START Provided material

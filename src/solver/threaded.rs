//! Multi-threaded solver over row bands
//!
//! The interior rows are split with the same partitioner the distributed
//! coordinator uses, and each band is recomputed by its own OS thread. The
//! source grid is frozen for the duration of an iteration (threads read it
//! shared, write only their disjoint staging band), so the result is
//! identical to the sequential solver's, cell for cell.

use crate::config::RunConfig;
use crate::grid::Grid;
use crate::partition::split_rows;
use crate::solver::update_band;
use crate::util::time::Stopwatch;
use std::time::Duration;

/// Default thread count: half the cores, at least one
pub fn default_threads() -> usize {
    (num_cpus::get() / 2).max(1)
}

/// Run the threaded Jacobi solver with `threads` worker threads
///
/// A thread count of zero is treated as one. Same degenerate-grid behavior
/// as the sequential solver: no interior, no work.
pub fn run(config: &RunConfig, threads: usize) -> (Duration, Grid) {
    let threads = threads.max(1);
    let mut grid = config.build_grid();
    let mut staging = grid.clone();
    let (nx, ny) = (config.nx, config.ny);

    let ranges = if nx >= 3 {
        split_rows(1, nx - 2, threads)
    } else {
        Vec::new()
    };

    let timer = Stopwatch::start();
    if nx >= 3 && ny >= 3 {
        for _ in 0..config.iterations {
            staging.copy_cells_from(&grid);

            let interior = &mut staging.cells_mut()[ny..(nx - 1) * ny];
            let bands = split_bands(interior, &ranges, ny);

            std::thread::scope(|scope| {
                for (band, &(row_start, row_end)) in bands.into_iter().zip(&ranges) {
                    let src = &grid;
                    scope.spawn(move || update_band(src, band, row_start, row_end));
                }
            });

            std::mem::swap(&mut grid, &mut staging);
        }
    }
    (timer.elapsed(), grid)
}

/// Carve the interior staging slice into one disjoint band per range
fn split_bands<'a>(
    mut interior: &'a mut [f64],
    ranges: &[(usize, usize)],
    ny: usize,
) -> Vec<&'a mut [f64]> {
    let mut bands = Vec::with_capacity(ranges.len());
    for &(row_start, row_end) in ranges {
        let len = (row_end - row_start + 1) * ny;
        let (band, rest) = interior.split_at_mut(len);
        bands.push(band);
        interior = rest;
    }
    bands
}
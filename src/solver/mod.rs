//! Local solver strategies
//!
//! Two in-process strategies share this module: the single-threaded
//! reference solver and the row-banded threaded solver. Both follow the
//! same per-iteration discipline as the distributed coordinator:
//!
//! 1. copy the current grid into a staging buffer (keeps borders and any
//!    rows outside the interior untouched),
//! 2. recompute the interior into the staging buffer,
//! 3. swap the two buffers by exchanging ownership.
//!
//! The actual cell arithmetic lives in [`update_band`], written as the
//! exact same f64 expression the wire workers evaluate, so all three
//! strategies agree bit-for-bit.

pub mod sequential;
pub mod threaded;

use crate::grid::Grid;

/// Recompute rows `[row_start, row_end]` of `src` into `band`
///
/// `band` is the staging slice covering exactly those rows, already primed
/// with a copy of the current values (edge columns are left as copied).
/// Rows must be interior rows: `row_start >= 1` and `row_end <= nx - 2`.
pub(crate) fn update_band(src: &Grid, band: &mut [f64], row_start: usize, row_end: usize) {
    let ny = src.ny();
    debug_assert!(row_start >= 1 && row_end + 1 < src.nx());
    debug_assert_eq!(band.len(), (row_end - row_start + 1) * ny);

    for (bi, i) in (row_start..=row_end).enumerate() {
        let up = src.row(i - 1);
        let down = src.row(i + 1);
        let cur = src.row(i);
        let out = &mut band[bi * ny..(bi + 1) * ny];
        for j in 1..ny - 1 {
            out[j] = 0.25 * (up[j] + down[j] + cur[j - 1] + cur[j + 1]);
        }
    }
}
//! Result output formats
//!
//! Benchmark results leave the process in two shapes:
//!
//! - `csv`: one row per measured cell, appended and flushed as the suite
//!   runs, so an interrupted suite keeps everything measured so far
//! - `json`: a full report written once at the end, carrying the suite
//!   configuration and environment alongside the records

pub mod csv;
pub mod json;

// Re-export key types
pub use csv::{Approach, BenchRecord, CsvWriter};
pub use json::SuiteReport;
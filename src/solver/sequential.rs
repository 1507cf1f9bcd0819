//! Single-threaded reference solver
//!
//! The baseline every other strategy is compared against, both for runtime
//! and for cell values.

use crate::config::RunConfig;
use crate::grid::Grid;
use crate::solver::update_band;
use crate::util::time::Stopwatch;
use std::time::Duration;

/// Run the sequential Jacobi solver
///
/// Returns the iteration-phase wall-clock time and the final grid. Grids
/// too small to have an interior (`nx < 3` or `ny < 3`) come back seeded
/// but otherwise unchanged, with a near-zero runtime.
pub fn run(config: &RunConfig) -> (Duration, Grid) {
    let mut grid = config.build_grid();
    let mut staging = grid.clone();
    let (nx, ny) = (config.nx, config.ny);

    let timer = Stopwatch::start();
    if nx >= 3 && ny >= 3 {
        for _ in 0..config.iterations {
            staging.copy_cells_from(&grid);
            let interior = &mut staging.cells_mut()[ny..(nx - 1) * ny];
            update_band(&grid, interior, 1, nx - 2);
            std::mem::swap(&mut grid, &mut staging);
        }
    }
    (timer.elapsed(), grid)
}
//! Distributed solver built on TCP sockets
//!
//! This module implements the master/worker execution strategy. A single
//! coordinator owns the full grid and the clock; workers own nothing but a
//! connection and a stencil kernel.
//!
//! # Architecture
//!
//! ```text
//! ┌─────────────┐  Config, Iteration, Stop  ┌──────────┐
//! │ Coordinator │ ────────────────────────▶ │ Worker 0 │
//! │  (owns grid │ ◀──────────────────────── │          │
//! │  and timer) │         Result            └──────────┘
//! │             │ ◀───────────────────────▶ ...
//! └─────────────┘
//! ```
//!
//! Each connection is strictly half-duplex: the coordinator writes, the
//! worker answers, and neither side ever has more than one message in
//! flight. That keeps the protocol trivial to reason about at the cost of
//! lock-step synchronization per iteration.
//!
//! # Modules
//!
//! - `protocol`: message definitions and the length-prefixed wire codec
//! - `coordinator`: accepts workers, scatters row blocks, gathers results
//! - `worker`: connects with retry and serves iterations until told to stop

pub mod coordinator;
pub mod protocol;
pub mod worker;

// Re-export key types
pub use coordinator::Coordinator;
pub use protocol::Message;
pub use worker::WorkerAgent;
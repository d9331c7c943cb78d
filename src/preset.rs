use crate::error::PresetError;
use crate::layout::Preflight;
use crate::options::{PresetOptions, ScaleConfig};
use crate::rules::{Declaration, Rule, RuleTable, spritz_rules};
use crate::theme::Theme;
use crate::variants::{MatchContext, Variant, VariantChain, default_chain};

pub const PRESET_NAME: &str = "@spritz-css/uno-preset";

/// Everything a host engine needs to turn class names into CSS.
#[derive(Debug, Clone)]
pub struct Preset {
    pub name: String,
    pub options: PresetOptions,
    pub scale: ScaleConfig,
    pub variants: VariantChain,
    pub rules: RuleTable,
    pub preflights: Vec<Preflight>,
}

/// A token that made it through the variant chain and hit a rule.
#[derive(Debug, Clone, PartialEq, Eq)]
pub struct MatchedUtility {
    pub token: String,
    pub context: MatchContext,
    pub rule: String,
    pub declaration: Declaration,
}

pub fn preset_spritz(options: PresetOptions) -> Result<Preset, PresetError> {
    let scale = ScaleConfig::from_options(&options);
    let rules = spritz_rules()?;
    let variants = default_chain();
    tracing::debug!(
        base_gap = scale.base_gap,
        base_space = scale.base_space,
        rules = rules.len(),
        variants = variants.variants().len(),
        "assembled preset"
    );

    Ok(Preset {
        name: PRESET_NAME.to_string(),
        options,
        scale,
        variants,
        rules,
        preflights: vec![Preflight::layout()],
    })
}

impl Preset {
    /// Runs one token through the variant chain and the rule table.
    pub fn match_token(&self, token: &str, theme: Option<&Theme>) -> Option<MatchedUtility> {
        let context = self.variants.apply(token, theme);
        let found = self.rules.lookup(&context.matcher, &self.scale)?;
        Some(MatchedUtility {
            token: token.to_string(),
            context,
            rule: found.rule,
            declaration: found.declaration,
        })
    }

    /// Appends a variant after the built-in ones.
    pub fn with_variant(mut self, variant: Variant) -> Self {
        self.variants.push(variant);
        self
    }

    /// Appends a rule; it only applies to tokens no built-in rule matches.
    pub fn with_rule(mut self, rule: Rule) -> Self {
        self.rules.push(rule);
        self
    }

    pub fn preflight_css(&self) -> String {
        self.preflights
            .iter()
            .map(Preflight::css)
            .collect::<Vec<_>>()
            .join("\n")
    }
}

END Provided material

> [What you are asked to do]: Your reply must contain exactly the lines from the first line of the data through the line holding "pub fn run(config: &RunConfig, threads: usize)", and nothing more.

> [Solution to this problem]:
filename src/solver/threaded.rs
//! Multi-threaded solver over row bands
//!
//! The interior rows are split with the same partitioner the distributed
//! coordinator uses, and each band is recomputed by its own OS thread. The
//! source grid is frozen for the duration of an iteration (threads read it
//! shared, write only their disjoint staging band), so the result is
//! identical to the sequential solver's, cell for cell.

use crate::config::RunConfig;
use crate::grid::Grid;
use crate::partition::split_rows;
use crate::solver::update_band;
use crate::util::time::Stopwatch;
use std::time::Duration;

/// Default thread count: half the cores, at least one
pub fn default_threads() -> usize {
    (num_cpus::get() / 2).max(1)
}

/// Run the threaded Jacobi solver with `threads` worker threads
///
/// A thread count of zero is treated as one. Same degenerate-grid behavior
/// as the sequential solver: no interior, no work.
pub fn run(config: &RunConfig, threads: usize) -> (Duration, Grid) {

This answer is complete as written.